# SUPPLIED MATERIAL
//! Latency histograms and hit/miss counters for the cache layer.
//! Histograms report p50/p95/p99 over a window of the most recent samples.

use parking_lot::Mutex;
use std::collections::HashMap;
use std::sync::Arc;
use std::time::Instant;

/// A span measuring elapsed time from creation to explicit end.
pub struct TimingSpan {
    name: &'static str,
    start: Instant,
    registry: Arc<MetricsRegistry>,
}

impl TimingSpan {
    /// End the span, recording elapsed duration in microseconds.
    pub fn finish(self) -> f64 {
        let elapsed_us = self.start.elapsed().as_micros() as f64;
        self.registry.record(self.name, elapsed_us);
        elapsed_us
    }
}

/// The last `capacity` latency samples of one metric, plus a lifetime total.
struct LatencyWindow {
    samples: Vec<f64>,
    capacity: usize,
    next: usize,
    total: u64,
}

impl LatencyWindow {
    fn new(capacity: usize) -> Self {
        Self {
            samples: Vec::with_capacity(capacity),
            capacity: capacity.max(1),
            next: 0,
            total: 0,
        }
    }

    /// Overwrites the oldest sample once the window is full.
    fn push(&mut self, value: f64) {
        if self.samples.len() < self.capacity {
            self.samples.push(value);
        } else {
            self.samples[self.next] = value;
        }
        self.next = (self.next + 1) % self.capacity;
        self.total += 1;
    }

    /// Nearest-rank percentile over the current window; 0 when empty.
    fn percentile(&self, p: f64) -> f64 {
        let Some(last) = self.samples.len().checked_sub(1) else {
            return 0.0;
        };
        let rank = ((p / 100.0) * last as f64).round() as usize;
        let mut window = self.samples.clone();
        let (_, value, _) = window.select_nth_unstable_by(rank.min(last), f64::total_cmp);
        *value
    }
}

/// Stores histograms and counters for all named metrics.
pub struct MetricsRegistry {
    histograms: Mutex<HashMap<&'static str, LatencyWindow>>,
    counters: Mutex<HashMap<&'static str, u64>>,
    window: usize,
}

impl Default for MetricsRegistry {
    fn default() -> Self {
        Self::new()
    }
}

impl MetricsRegistry {
    pub fn new() -> Self {
        Self {
            histograms: Mutex::new(HashMap::new()),
            counters: Mutex::new(HashMap::new()),
            window: 512,
        }
    }

    /// Record a sample (in microseconds) for the named metric.
    pub fn record(&self, name: &'static str, value_us: f64) {
        let mut hists = self.histograms.lock();
        hists
            .entry(name)
            .or_insert_with(|| LatencyWindow::new(self.window))
            .push(value_us);
        tracing::trace!(metric = name, value_us = value_us, "metric_recorded");
    }

    pub fn increment(&self, name: &'static str) {
        *self.counters.lock().entry(name).or_insert(0) += 1;
    }

    pub fn count(&self, name: &str) -> u64 {
        self.counters.lock().get(name).copied().unwrap_or(0)
    }

    /// Start a timing span that records on finish.
    pub fn span(self: &Arc<Self>, name: &'static str) -> TimingSpan {
        TimingSpan {
            name,
            start: Instant::now(),
            registry: Arc::clone(self),
        }
    }

    /// Summaries of all histograms at p50/p95/p99.
    pub fn summary(&self) -> HashMap<String, MetricSummary> {
        let hists = self.histograms.lock();
        hists
            .iter()
            .map(|(&name, window)| {
                (
                    name.to_string(),
                    MetricSummary {
                        p50_us: window.percentile(50.0),
                        p95_us: window.percentile(95.0),
                        p99_us: window.percentile(99.0),
                        count: window.total,
                    },
                )
            })
            .collect()
    }

    pub fn counters(&self) -> HashMap<String, u64> {
        self.counters
            .lock()
            .iter()
            .map(|(&name, &n)| (name.to_string(), n))
            .collect()
    }

    pub fn reset(&self) {
        self.histograms.lock().clear();
        self.counters.lock().clear();
    }
}

#[derive(Debug, Clone, serde::Serialize)]
pub struct MetricSummary {
    pub p50_us: f64,
    pub p95_us: f64,
    pub p99_us: f64,
    pub count: u64,
}

/// Well-known metric names (constants to avoid typos).
pub mod metric_names {
    pub const GENERATE: &str = "t_provider_generate";
    pub const TRANSLATE: &str = "t_provider_translate";
    pub const IMAGE_SEARCH: &str = "t_provider_image_search";
    pub const RESOLVE_RECIPE: &str = "t_resolve_recipe";
    pub const RESOLVE_LIST: &str = "t_resolve_list";

    pub const STORE_HIT: &str = "store_hit";
    pub const STORE_MISS: &str = "store_miss";
    pub const MEMO_HIT: &str = "memo_hit";
    pub const MEMO_MISS: &str = "memo_miss";
    pub const IMAGE_HIT: &str = "image_hit";
    pub const IMAGE_MISS: &str = "image_miss";
    pub const PROVIDER_FAILURE: &str = "provider_failure";
    pub const STALE_DISCARD: &str = "stale_discard";
}

#[cfg(test)]
mod tests {
    use super::*;

    #[test]
    fn percentiles_over_recorded_samples() {
        let registry = MetricsRegistry::new();
        for v in 1..=100 {
            registry.record(metric_names::GENERATE, v as f64);
        }
        let summary = registry.summary();
        let generate = &summary[metric_names::GENERATE];
        assert_eq!(generate.count, 100);
        assert_eq!(generate.p50_us, 51.0);
        assert_eq!(generate.p99_us, 99.0);
    }

    #[test]
    fn window_keeps_only_recent_samples() {
        let mut window = LatencyWindow::new(3);
        assert_eq!(window.percentile(50.0), 0.0);
        for v in [900.0, 10.0, 20.0, 30.0] {
            window.push(v);
        }
        assert_eq!(window.total, 4);
        assert_eq!(window.percentile(99.0), 30.0);
        assert_eq!(window.percentile(0.0), 10.0);
    }

    #[test]
    fn counters_accumulate_and_reset() {
        let registry = MetricsRegistry::new();
        registry.increment(metric_names::MEMO_HIT);
        registry.increment(metric_names::MEMO_HIT);
        assert_eq!(registry.count(metric_names::MEMO_HIT), 2);
        assert_eq!(registry.count(metric_names::MEMO_MISS), 0);
        registry.reset();
        assert_eq!(registry.count(metric_names::MEMO_HIT), 0);
    }
}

# PROBLEM TO WORK ON
Determine how many lines of the data above contain the string "LatencyWindow", and give the result with nothing else.

# SOLUTION FOR THIS TASK
5